*** Opening of Listed entries ***

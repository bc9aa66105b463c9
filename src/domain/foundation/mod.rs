//! Foundation module - Shared domain primitives.
//!
//! Contains the constraint vocabulary (dimension enums, the vector itself),
//! classification value objects, and domain error types.

mod constraints;
mod dimensions;
mod errors;
mod fit_tier;
mod impact;

pub use constraints::ConstraintVector;
pub use dimensions::{
    Budget, Consistency, DataComplexity, Dimension, Performance, Scale, TeamSkill, TimeToMarket,
};
pub use errors::ParseDimensionError;
pub use fit_tier::FitTier;
pub use impact::Impact;
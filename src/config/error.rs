//! Configuration error types

use thiserror::Error;

/// Errors that can occur during configuration loading
#[derive(Debug, Error)]
pub enum ConfigError {
    #[error("Configuration loading failed: {0}")]
    LoadError(#[from] config::ConfigError),

    #[error("Validation failed: {0}")]
    ValidationFailed(#[from] ValidationError),
}

/// Errors that can occur during configuration validation
#[derive(Debug, Error)]
pub enum ValidationError {
    #[error("Invalid port number")]
    InvalidPort,

    #[error("Invalid request timeout")]
    InvalidTimeout,
}
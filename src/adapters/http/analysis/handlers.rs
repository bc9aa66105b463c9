//! HTTP handlers for analysis endpoints.

use std::sync::Arc;

use axum::{extract::State, response::IntoResponse, Json};
use tracing::info;

use crate::application::handlers::{AnalysisRequest, RunAnalysisHandler};
use crate::domain::analysis::Scenario;
use crate::domain::catalog::{standard_catalog, OptionCatalog};

use super::dto::{
    AnalyzeRequest, AnalyzeResponse, HealthResponse, OptionsResponse, ScenarioDescriptor,
    ScenariosResponse,
};

/// Application state for analysis endpoints.
#[derive(Clone)]
pub struct AnalysisAppState {
    /// Catalog the analyses run against.
    pub catalog: Arc<OptionCatalog>,
}

impl AnalysisAppState {
    /// State backed by the built-in catalog.
    pub fn standard() -> Self {
        Self {
            catalog: Arc::new(standard_catalog().clone()),
        }
    }
}

/// Health check.
///
/// GET /health
pub async fn health_check() -> impl IntoResponse {
    Json(HealthResponse {
        status: "ok".to_string(),
        service: env!("CARGO_PKG_NAME").to_string(),
    })
}

/// List the catalog options.
///
/// GET /api/analysis/options
pub async fn list_options(State(state): State<AnalysisAppState>) -> impl IntoResponse {
    Json(OptionsResponse {
        count: state.catalog.len(),
        options: state.catalog.iter().cloned().collect(),
    })
}

/// List the selectable what-if scenarios.
///
/// GET /api/analysis/scenarios
pub async fn list_scenarios() -> impl IntoResponse {
    Json(ScenariosResponse {
        scenarios: Scenario::all()
            .iter()
            .map(|s| ScenarioDescriptor {
                id: s.id().to_string(),
                title: s.title().to_string(),
            })
            .collect(),
    })
}

/// Run a full analysis.
///
/// POST /api/analysis
///
/// Malformed constraint values are rejected by the Json extractor before
/// this handler runs. An unknown scenario id does not fail the request;
/// the report carries a warning in its scenario section instead.
pub async fn run_analysis(
    State(state): State<AnalysisAppState>,
    Json(request): Json<AnalyzeRequest>,
) -> impl IntoResponse {
    let report = RunAnalysisHandler::handle_with_catalog(
        &AnalysisRequest {
            constraints: request.constraints,
            scenario: request.scenario,
        },
        &state.catalog,
    );
    info!(analysis_id = %report.analysis_id, "analysis served");

    let export_markdown = report.export_markdown();
    Json(AnalyzeResponse {
        report,
        export_markdown,
    })
}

*** Close of Listed entries ***

From the records above, extract every entry exactly as given.

_Response to this task_
repository bc9aa66105b463c9
filename src/domain/foundation/mod.rs
//! Foundation module - Shared domain primitives.
//!
//! Contains the constraint vocabulary (dimension enums, the vector itself),
//! classification value objects, and domain error types.

mod constraints;
mod dimensions;
mod errors;
mod fit_tier;
mod impact;

pub use constraints::ConstraintVector;
pub use dimensions::{
    Budget, Consistency, DataComplexity, Dimension, Performance, Scale, TeamSkill, TimeToMarket,
};
pub use errors::ParseDimensionError;
pub use fit_tier::FitTier;
pub use impact::Impact;
filename src/config/error.rs
//! Configuration error types

use thiserror::Error;

/// Errors that can occur during configuration loading
#[derive(Debug, Error)]
pub enum ConfigError {
    #[error("Configuration loading failed: {0}")]
    LoadError(#[from] config::ConfigError),

    #[error("Validation failed: {0}")]
    ValidationFailed(#[from] ValidationError),
}

/// Errors that can occur during configuration validation
#[derive(Debug, Error)]
pub enum ValidationError {
    #[error("Invalid port number")]
    InvalidPort,

    #[error("Invalid request timeout")]
    InvalidTimeout,
}
filename src/adapters/http/analysis/handlers.rs
repository bc9aa66105b463c9
//! HTTP handlers for analysis endpoints.

use std::sync::Arc;

use axum::{extract::State, response::IntoResponse, Json};
use tracing::info;

use crate::application::handlers::{AnalysisRequest, RunAnalysisHandler};
use crate::domain::analysis::Scenario;
use crate::domain::catalog::{standard_catalog, OptionCatalog};

use super::dto::{
    AnalyzeRequest, AnalyzeResponse, HealthResponse, OptionsResponse, ScenarioDescriptor,
    ScenariosResponse,
};

/// Application state for analysis endpoints.
#[derive(Clone)]
pub struct AnalysisAppState {
    /// Catalog the analyses run against.
    pub catalog: Arc<OptionCatalog>,
}

impl AnalysisAppState {
    /// State backed by the built-in catalog.
    pub fn standard() -> Self {
        Self {
            catalog: Arc::new(standard_catalog().clone()),
        }
    }
}

/// Health check.
///
/// GET /health
pub async fn health_check() -> impl IntoResponse {
    Json(HealthResponse {
        status: "ok".to_string(),
        service: env!("CARGO_PKG_NAME").to_string(),
    })
}

/// List the catalog options.
///
/// GET /api/analysis/options
pub async fn list_options(State(state): State<AnalysisAppState>) -> impl IntoResponse {
    Json(OptionsResponse {
        count: state.catalog.len(),
        options: state.catalog.iter().cloned().collect(),
    })
}

/// List the selectable what-if scenarios.
///
/// GET /api/analysis/scenarios
pub async fn list_scenarios() -> impl IntoResponse {
    Json(ScenariosResponse {
        scenarios: Scenario::all()
            .iter()
            .map(|s| ScenarioDescriptor {
                id: s.id().to_string(),
                title: s.title().to_string(),
            })
            .collect(),
    })
}

/// Run a full analysis.
///
/// POST /api/analysis
///
/// Malformed constraint values are rejected by the Json extractor before
/// this handler runs. An unknown scenario id does not fail the request;
/// the report carries a warning in its scenario section instead.
pub async fn run_analysis(
    State(state): State<AnalysisAppState>,
    Json(request): Json<AnalyzeRequest>,
) -> impl IntoResponse {
    let report = RunAnalysisHandler::handle_with_catalog(
        &AnalysisRequest {
            constraints: request.constraints,
            scenario: request.scenario,
        },
        &state.catalog,
    );
    info!(analysis_id = %report.analysis_id, "analysis served");

    let export_markdown = report.export_markdown();
    Json(AnalyzeResponse {
        report,
        export_markdown,
    })
}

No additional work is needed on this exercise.